[Items from a dataset]
|---|
mod compiler;
mod parser;

use std::path::{Path, PathBuf};
use std::process::Command;

use clap::Parser as Clap;

use crate::compiler::compile;
use crate::parser::{first_error, Parser};

const INSTALL_PATH: &str = "/usr/local/bin/quill";
const PROJECT_SITE: &str = "https://quill-lang.dev";

#[derive(Clap, Debug)]
#[command(
    name = "quill",
    version,
    about = "Compiler for the Quill scripting language",
    arg_required_else_help = true
)]
struct Args {
    /// Shows debugging info
    #[arg(short, long, default_value_t = false)]
    debug: bool,

    #[command(subcommand)]
    command: Option<Commands>,
}

#[derive(Clap, Debug)]
enum Commands {
    /// Install the quill binary system-wide
    Setup,
    /// Produce a native binary next to the source file
    Compile { filename: String },
    /// Like compile, with aggressive linker flags
    CompileMax { filename: String },
    /// Print the generated Go source to stdout
    Transpile { filename: String },
    /// Compile to a temporary directory, then execute
    Run { filename: String },
    /// Write the AST as JSON to <file>.ast.json
    Ast { filename: String },
    /// Remove the system-wide binary
    Uninstall,
    /// Open the project website
    Origin,
    /// Print the version
    Version,
}

fn read_source(filename: &str) -> String {
    match std::fs::read_to_string(filename) {
        Ok(contents) => contents,
        Err(err) => {
            eprintln!("Os error while reading file {filename}: {err}");
            std::process::exit(70);
        }
    }
}

fn base_dir(filename: &str) -> PathBuf {
    Path::new(filename)
        .parent()
        .filter(|p| !p.as_os_str().is_empty())
        .map(Path::to_path_buf)
        .unwrap_or_else(|| PathBuf::from("."))
}

/// Runs the whole pipeline on one source file and returns the Go program.
fn transpile_source(filename: &str) -> String {
    let source = read_source(filename);
    let mut parser = Parser::new();
    let ast = match parser.generate_full_ast(&source, true) {
        Ok(ast) => ast,
        Err(err) => {
            eprintln!("{err}");
            std::process::exit(65);
        }
    };
    if let Some(err) = first_error(&ast) {
        eprintln!("{err}");
        std::process::exit(65);
    }
    match compile(ast, &mut parser, &base_dir(filename)) {
        Ok(output) => output,
        Err(err) => {
            eprintln!("{err}");
            std::process::exit(65);
        }
    }
}

/// Writes the generated source to a scratch directory and invokes the Go
/// toolchain on it. Returns the produced binary's path.
fn build_binary(filename: &str, output: &Path, max: bool, debug: bool) -> PathBuf {
    let generated = transpile_source(filename);

    let build_dir = std::env::temp_dir().join(format!("quill-build-{}", std::process::id()));
    if let Err(err) = std::fs::create_dir_all(&build_dir) {
        eprintln!("Could not create build directory: {err}");
        std::process::exit(70);
    }
    let go_file = build_dir.join("main.go");
    if let Err(err) = std::fs::write(&go_file, generated) {
        eprintln!("Could not write generated source: {err}");
        std::process::exit(70);
    }
    if debug {
        eprintln!("generated source: {}", go_file.display());
    }

    let mut build = Command::new("go");
    build.arg("build");
    if max {
        build.args(["-ldflags", "-s -w"]);
    }
    build.arg("-o").arg(output).arg("main.go");
    build.current_dir(&build_dir);

    match build.output() {
        Ok(result) if result.status.success() => output.to_path_buf(),
        Ok(result) => {
            eprintln!("Build failed!");
            eprintln!("{}", String::from_utf8_lossy(&result.stderr));
            std::process::exit(1);
        }
        Err(err) => {
            eprintln!("Could not invoke the Go toolchain: {err}");
            std::process::exit(70);
        }
    }
}

fn binary_target(filename: &str) -> PathBuf {
    let path = Path::new(filename);
    let stem = path
        .file_stem()
        .map(|s| s.to_string_lossy().to_string())
        .unwrap_or_else(|| "out".to_string());
    // absolute, so `go build -o` is not relative to the scratch directory
    let dir = base_dir(filename);
    let dir = std::fs::canonicalize(&dir).unwrap_or(dir);
    dir.join(stem)
}

fn execute_run(filename: &str, debug: bool) {
    let build_dir = std::env::temp_dir().join(format!("quill-run-{}", std::process::id()));
    if let Err(err) = std::fs::create_dir_all(&build_dir) {
        eprintln!("Could not create build directory: {err}");
        std::process::exit(70);
    }
    let target = build_dir.join("program");
    let binary = build_binary(filename, &target, false, debug);
    match Command::new(&binary).status() {
        Ok(status) => {
            std::process::exit(status.code().unwrap_or(0));
        }
        Err(err) => {
            eprintln!("Error running binary: {err}");
            std::process::exit(70);
        }
    }
}

fn execute_ast(filename: &str) {
    let source = read_source(filename);
    let mut parser = Parser::new();
    let ast = match parser.generate_full_ast(&source, true) {
        Ok(ast) => ast,
        Err(err) => {
            eprintln!("{err}");
            std::process::exit(65);
        }
    };
    let json = match serde_json::to_string_pretty(&ast) {
        Ok(json) => json,
        Err(err) => {
            eprintln!("Could not serialise AST: {err}");
            std::process::exit(70);
        }
    };
    let out_path = format!("{filename}.ast.json");
    if let Err(err) = std::fs::write(&out_path, json) {
        eprintln!("Could not write {out_path}: {err}");
        std::process::exit(70);
    }
    println!("{out_path}");
}

fn execute_setup() {
    let current = match std::env::current_exe() {
        Ok(path) => path,
        Err(err) => {
            eprintln!("Could not locate the running binary: {err}");
            std::process::exit(70);
        }
    };
    match std::fs::copy(&current, INSTALL_PATH) {
        Ok(_) => println!("Installed to {INSTALL_PATH}"),
        Err(err) => {
            eprintln!("Install failed (try with elevated permissions): {err}");
            std::process::exit(70);
        }
    }
}

fn execute_uninstall() {
    match std::fs::remove_file(INSTALL_PATH) {
        Ok(_) => println!("Removed {INSTALL_PATH}"),
        Err(err) => {
            eprintln!("Uninstall failed: {err}");
            std::process::exit(70);
        }
    }
}

fn execute_origin() {
    let opener = if cfg!(target_os = "macos") {
        "open"
    } else if cfg!(target_os = "windows") {
        "explorer"
    } else {
        "xdg-open"
    };
    if let Err(err) = Command::new(opener).arg(PROJECT_SITE).status() {
        eprintln!("Could not open {PROJECT_SITE}: {err}");
        std::process::exit(70);
    }
}

fn main() {
    let args = Args::parse();
    let debug = args.debug;

    let Some(command) = args.command else {
        eprintln!("No command given. Try `quill help`.");
        std::process::exit(64);
    };

    match command {
        Commands::Setup => execute_setup(),
        Commands::Compile { filename } => {
            let target = binary_target(&filename);
            build_binary(&filename, &target, false, debug);
            println!("{}", target.display());
        }
        Commands::CompileMax { filename } => {
            let target = binary_target(&filename);
            build_binary(&filename, &target, true, debug);
            println!("{}", target.display());
        }
        Commands::Transpile { filename } => {
            print!("{}", transpile_source(&filename));
        }
        Commands::Run { filename } => execute_run(&filename, debug),
        Commands::Ast { filename } => execute_ast(&filename),
        Commands::Uninstall => execute_uninstall(),
        Commands::Origin => execute_origin(),
        Commands::Version => println!("quill {}", env!("CARGO_PKG_VERSION")),
    }
}
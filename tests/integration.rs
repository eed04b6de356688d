use std::path::PathBuf;
use std::process::{Command, Output};

use serde_json::Value;

fn quill_bin() -> PathBuf {
    PathBuf::from(env!("CARGO_BIN_EXE_quill"))
}

fn sample(path: &str) -> PathBuf {
    PathBuf::from(env!("CARGO_MANIFEST_DIR"))
        .join("tests/samples")
        .join(path)
}

fn transpile(name: &str) -> String {
    let output = run(&["transpile", sample(name).to_str().unwrap()]);
    assert!(
        output.status.success(),
        "quill transpile failed: stdout={:?} stderr={:?}",
        String::from_utf8_lossy(&output.stdout),
        String::from_utf8_lossy(&output.stderr)
    );
    String::from_utf8_lossy(&output.stdout).to_string()
}

fn run(args: &[&str]) -> Output {
    Command::new(quill_bin())
        .args(args)
        .output()
        .expect("failed to run quill binary")
}

/// Runs `quill ast` on a copy of the sample and parses the produced JSON.
fn ast_of(name: &str) -> Value {
    let scratch = std::env::temp_dir().join(format!("quill-test-{}-{name}", std::process::id()));
    std::fs::copy(sample(name), &scratch).expect("could not stage sample");
    let output = run(&["ast", scratch.to_str().unwrap()]);
    assert!(
        output.status.success(),
        "quill ast failed: stderr={:?}",
        String::from_utf8_lossy(&output.stderr)
    );
    let json_path = format!("{}.ast.json", scratch.display());
    let data = std::fs::read_to_string(&json_path).expect("ast json missing");
    let _ = std::fs::remove_file(&json_path);
    let _ = std::fs::remove_file(&scratch);
    serde_json::from_str(&data).expect("ast json does not parse")
}

#[test]
fn hello_world_transpiles_to_a_runtime_log() {
    let out = transpile("hello.ql");
    assert!(out.starts_with("package main"), "missing package clause");
    assert!(out.contains("QLlogValues(\"hi\")"), "got:\n{out}");
    assert!(out.contains("func main() {"), "got:\n{out}");
}

#[test]
fn typed_arithmetic_elides_runtime_casts() {
    let out = transpile("arithmetic.ql");
    assert!(out.contains("var x int"), "got:\n{out}");
    assert!(out.contains("var y float64"), "got:\n{out}");
    assert!(out.contains("(float64(x) + y)"), "got:\n{out}");
    assert!(
        !out.contains("QLcastNumber(x)"),
        "cast should be elided:\n{out}"
    );
}

#[test]
fn drawing_program_uses_the_window_entrypoint() {
    let out = transpile("drawing.ql");
    assert!(out.contains("window.Create(QLsetup)"), "got:\n{out}");
    assert!(out.contains("QLdrawctx.Rect("), "got:\n{out}");
    // the colour modifier emits before the square
    let color = out.find("QLdrawctx.Color").expect("modifier compiled");
    let rect = out.find("QLdrawctx.Rect").expect("rect compiled");
    assert!(color < rect, "modifier must precede its statement:\n{out}");
}

#[test]
fn plain_program_uses_the_plain_entrypoint() {
    let out = transpile("plain.ql");
    assert!(!out.contains("window.Create"), "got:\n{out}");
    assert!(out.contains("func main() {"), "got:\n{out}");
}

#[test]
fn string_method_lowering() {
    let out = transpile("string_method.ql");
    assert!(out.contains("strings.ToLower(\"ABC\")"), "got:\n{out}");
}

#[test]
fn array_sort_uses_the_runtime_helper() {
    let out = transpile("sort.ql");
    assert!(out.contains("QLsort("), "got:\n{out}");
}

#[test]
fn ternary_lowering() {
    let out = transpile("ternary.ql");
    assert!(
        out.contains("if 5 > 3 { return \"y\" } else { return \"n\" }"),
        "got:\n{out}"
    );
}

#[test]
fn subscript_chain_lowers_through_get_item() {
    let out = transpile("chain.ql");
    assert!(out.contains("QLtoString(QLgetItem(x, 1))"), "got:\n{out}");
}

#[test]
fn record_type_lowers_to_struct_constructor_and_setter() {
    let out = transpile("record.ql");
    assert!(out.contains("type QL_Point struct {"), "got:\n{out}");
    assert!(out.contains("func QL_new_Point() *QL_Point {"), "got:\n{out}");
    assert!(out.contains("QLsetItem(p, \"x\", 4)"), "got:\n{out}");
}

#[test]
fn custom_command_compiles_and_dispatches() {
    let out = transpile("commands.ql");
    assert!(out.contains("func QLCMD_greet(name any)"), "got:\n{out}");
    assert!(out.contains("QLCMD_greet(\"world\")"), "got:\n{out}");
}

#[test]
fn worker_program_uses_the_safe_map_and_worker_pump() {
    let out = transpile("worker.ql");
    assert!(out.contains("QLnewSafeMap(map[string]any{"), "got:\n{out}");
    assert!(out.contains("QLworker("), "got:\n{out}");
    assert!(out.contains("QLsetItem(w, \"alive\", false)"), "got:\n{out}");
}

#[test]
fn malformed_source_fails_with_a_line_diagnostic() {
    let output = run(&["transpile", sample("malformed.ql").to_str().unwrap()]);
    assert_eq!(output.status.code(), Some(65), "expected exit code 65");
    let stderr = String::from_utf8_lossy(&output.stderr);
    assert!(stderr.contains("Line 1"), "got stderr: {stderr:?}");
    assert!(stderr.contains("Malformed"), "got stderr: {stderr:?}");
    // first-error-wins: no partial output
    assert!(output.stdout.is_empty(), "no partial output expected");
}

#[test]
fn missing_file_fails_with_io_exit_code() {
    let output = run(&["transpile", "does-not-exist.ql"]);
    assert_eq!(output.status.code(), Some(70));
}

#[test]
fn version_prints_the_crate_version() {
    let output = run(&["version"]);
    assert!(output.status.success());
    let stdout = String::from_utf8_lossy(&output.stdout);
    assert!(
        stdout.contains(env!("CARGO_PKG_VERSION")),
        "got: {stdout:?}"
    );
}

#[test]
fn ast_json_reflects_operator_precedence() {
    let ast = ast_of("precedence.ql");
    let statement = &ast[0][0];
    assert_eq!(statement["type"], "asi");
    let right = &statement["right"];
    assert_eq!(right["type"], "opr");
    assert_eq!(right["data"], "+");
    assert_eq!(right["right"]["type"], "opr");
    assert_eq!(right["right"]["data"], "*");
}

#[test]
fn ast_json_lowers_subscripts_to_item_segments() {
    let ast = ast_of("chain.ql");
    // second statement: log x[1].toStr
    let chain = &ast[1][1];
    assert_eq!(chain["type"], "mtd");
    let segments = chain["data"].as_array().expect("segments");
    assert_eq!(segments.len(), 3);
    assert_eq!(segments[0]["type"], "var");
    assert_eq!(segments[0]["data"], "x");
    assert_eq!(segments[1]["type"], "mtv");
    assert_eq!(segments[1]["data"], "item");
    assert_eq!(segments[2]["type"], "var");
    assert_eq!(segments[2]["data"], "toStr");
}

#[test]
fn ast_json_omits_empty_slots() {
    let ast = ast_of("hello.ql");
    let head = &ast[0][0];
    assert_eq!(head["type"], "cmd");
    assert!(head.get("left").is_none(), "empty slots must be omitted");
    assert!(head.get("parse_error").is_none());
}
|---|
Your goal
In the data above, find each line where the string "stdout" appears, then copy it.

Answer below
    /// Print the generated Go source to stdout
        "quill transpile failed: stdout={:?} stderr={:?}",
        String::from_utf8_lossy(&output.stdout),
    String::from_utf8_lossy(&output.stdout).to_string()
    assert!(output.stdout.is_empty(), "no partial output expected");
    let stdout = String::from_utf8_lossy(&output.stdout);
        stdout.contains(env!("CARGO_PKG_VERSION")),
        "got: {stdout:?}"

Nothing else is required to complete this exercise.